Don't be too hard on yourself. I went to a very dark place about a month after treatment and then again after my first clean report. I've had blue periods since, but I do think it's part of the healing and recovery process. I still get upset from time to time because I'm just "different" than I was before treatment ~ from sex to mental clarity. It took me a good year to discover my hormones are just a cluster**** due to the immediate menopause and that probably has a lot to do with it. I'm a year and a half out of treatment, on bio-identical hormones and I continue to see progress in my mind-frame each month. I try to eat super healthy and make sure I work up at least a 20 minute good sweat every day, which helps.

Blessings to you, Diane.

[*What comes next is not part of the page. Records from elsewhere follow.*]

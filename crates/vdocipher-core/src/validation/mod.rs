//! Input validation run before a request is sent

use regex::Regex;
use std::sync::LazyLock;
use url::Url;

use crate::error::VdoCipherError;

pub const MAX_USER_ID_LENGTH: usize = 36;

static USER_ID_PATTERN: LazyLock<Regex> = LazyLock::new(|| {
    Regex::new(r"^[A-Za-z0-9_-]{1,36}$").expect("user id pattern is a valid regex")
});

/// Viewer ids: 1 to 36 ASCII letters, digits, `-` or `_`.
pub fn validate_user_id(user_id: &str) -> Result<(), VdoCipherError> {
    if USER_ID_PATTERN.is_match(user_id) {
        Ok(())
    } else {
        Err(VdoCipherError::InvalidUserId(user_id.to_string()))
    }
}

/// Absolute URL with a non-empty host, any scheme.
///
/// Surrounding whitespace is rejected rather than trimmed, since the URL is sent as given.
pub fn validate_import_url(raw: &str) -> Result<Url, VdoCipherError> {
    if raw.trim() != raw {
        return Err(VdoCipherError::InvalidUrl(raw.to_string()));
    }

    let url = Url::parse(raw).map_err(|_| VdoCipherError::InvalidUrl(raw.to_string()))?;

    match url.host_str() {
        Some(host) if !host.is_empty() => Ok(url),
        _ => Err(VdoCipherError::InvalidUrl(raw.to_string())),
    }
}

#[cfg(test)]
mod tests {
    use super::*;

    #[test]
    fn test_valid_user_ids() {
        assert!(validate_user_id("user123").is_ok());
        assert!(validate_user_id("a").is_ok());
        assert!(validate_user_id("user_name-42").is_ok());
        assert!(validate_user_id(&"x".repeat(MAX_USER_ID_LENGTH)).is_ok());
    }

    #[test]
    fn test_invalid_user_ids() {
        assert!(validate_user_id("").is_err());
        assert!(validate_user_id(&"x".repeat(MAX_USER_ID_LENGTH + 1)).is_err());
        assert!(validate_user_id("user id").is_err());
        assert!(validate_user_id("user@example.com").is_err());
        assert!(validate_user_id("ünïcode").is_err());
        assert!(validate_user_id("user\n").is_err());
    }

    #[test]
    fn test_valid_import_urls() {
        assert!(validate_import_url("https://example.com/video.mp4").is_ok());
        assert!(validate_import_url("http://cdn.example.com/a/b.mov?sig=1").is_ok());
        assert!(validate_import_url("ftp://files.example.com/video.mkv").is_ok());
        assert!(validate_import_url("sftp://files.example.com/v.mp4").is_ok());
        assert!(validate_import_url("s3://bucket/v.mp4").is_ok());
        assert!(validate_import_url("rtmp://host/live").is_ok());
    }

    #[test]
    fn test_invalid_import_urls() {
        assert!(validate_import_url("").is_err());
        assert!(validate_import_url("not a url").is_err());
        assert!(validate_import_url("example.com/video.mp4").is_err());
        assert!(validate_import_url("mailto:someone@example.com").is_err());
        assert!(validate_import_url("file:///etc/passwd").is_err());
        assert!(validate_import_url("  https://example.com/v.mp4\n").is_err());
        assert!(validate_import_url("https://example.com/v.mp4 ").is_err());

        let err = validate_import_url("::::").unwrap_err();
        assert!(err.is_validation());
    }
}
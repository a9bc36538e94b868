//! VdoCipher Core Library
//!
//! This crate provides the configuration, error types, request models, and input
//! validation shared by the VdoCipher API client and CLI.

pub mod config;
pub mod error;
pub mod models;
pub mod validation;

// Re-export commonly used types
pub use config::{VdoCipherConfig, DEFAULT_BASE_URL, DEFAULT_OTP_TTL_SECS};
pub use error::{ErrorMetadata, VdoCipherError};
pub use models::{
    AnalyticsQuery, OfflineOtpOptions, OtpOptions, UploadCredentials, UploadFile, UploadOutcome,
    VideoListQuery, Watermark, WatermarkSetting,
};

You will be ok.

Cheyenne's picture
Cheyenne
Posts: 72
Joined: Apr 2012

Depression is described as "anger turned inwards". Sometimes it is good and necessary to be angry. I usually give myself permission to be depressed but not permission to stay there. I try to find a way to direct that anger outwards after my "time is up" by working out or finding another energy outlet.

Dsquared
Posts: 2
Joined: Aug 2012

Hi MyHopen413.
It seems to me that feeling angry is more than reasonable considering what you are experiencing. It is my experience that unresolved anger leads to depression! It is far better to express your feelings. This is a safe place to say anything, express your frustration, fears and dreams. I have found keeping a journal helpful. It is good to write down the how I adapt, change, grow with these challenges, then when the next one comes around I know I can deal with it with a little help from my friends (God being the best one) I can get through. Keep us posted.

Dog Girl
Posts: 100
Joined: Sep 2010

Diane,

Let me pile on top of all the other comments. My depression hit approximately 12-18 months after my treatment finished. Intellectually I knew that I should be happy; I came through cancer and was (and continue to be) NED. However I just put the wheel to the grindstone if you will during tx and didn't even let myself feel anything. Literally I did not even cry for the first time until months after tx stopped and then I was like, dang, by butt was just kicked; literally and figuratively! I did a pretty good imitation of Scarlett O'Hara in that I would think (and deal) with "it" tomorrow and of course that "tomorrow" never came.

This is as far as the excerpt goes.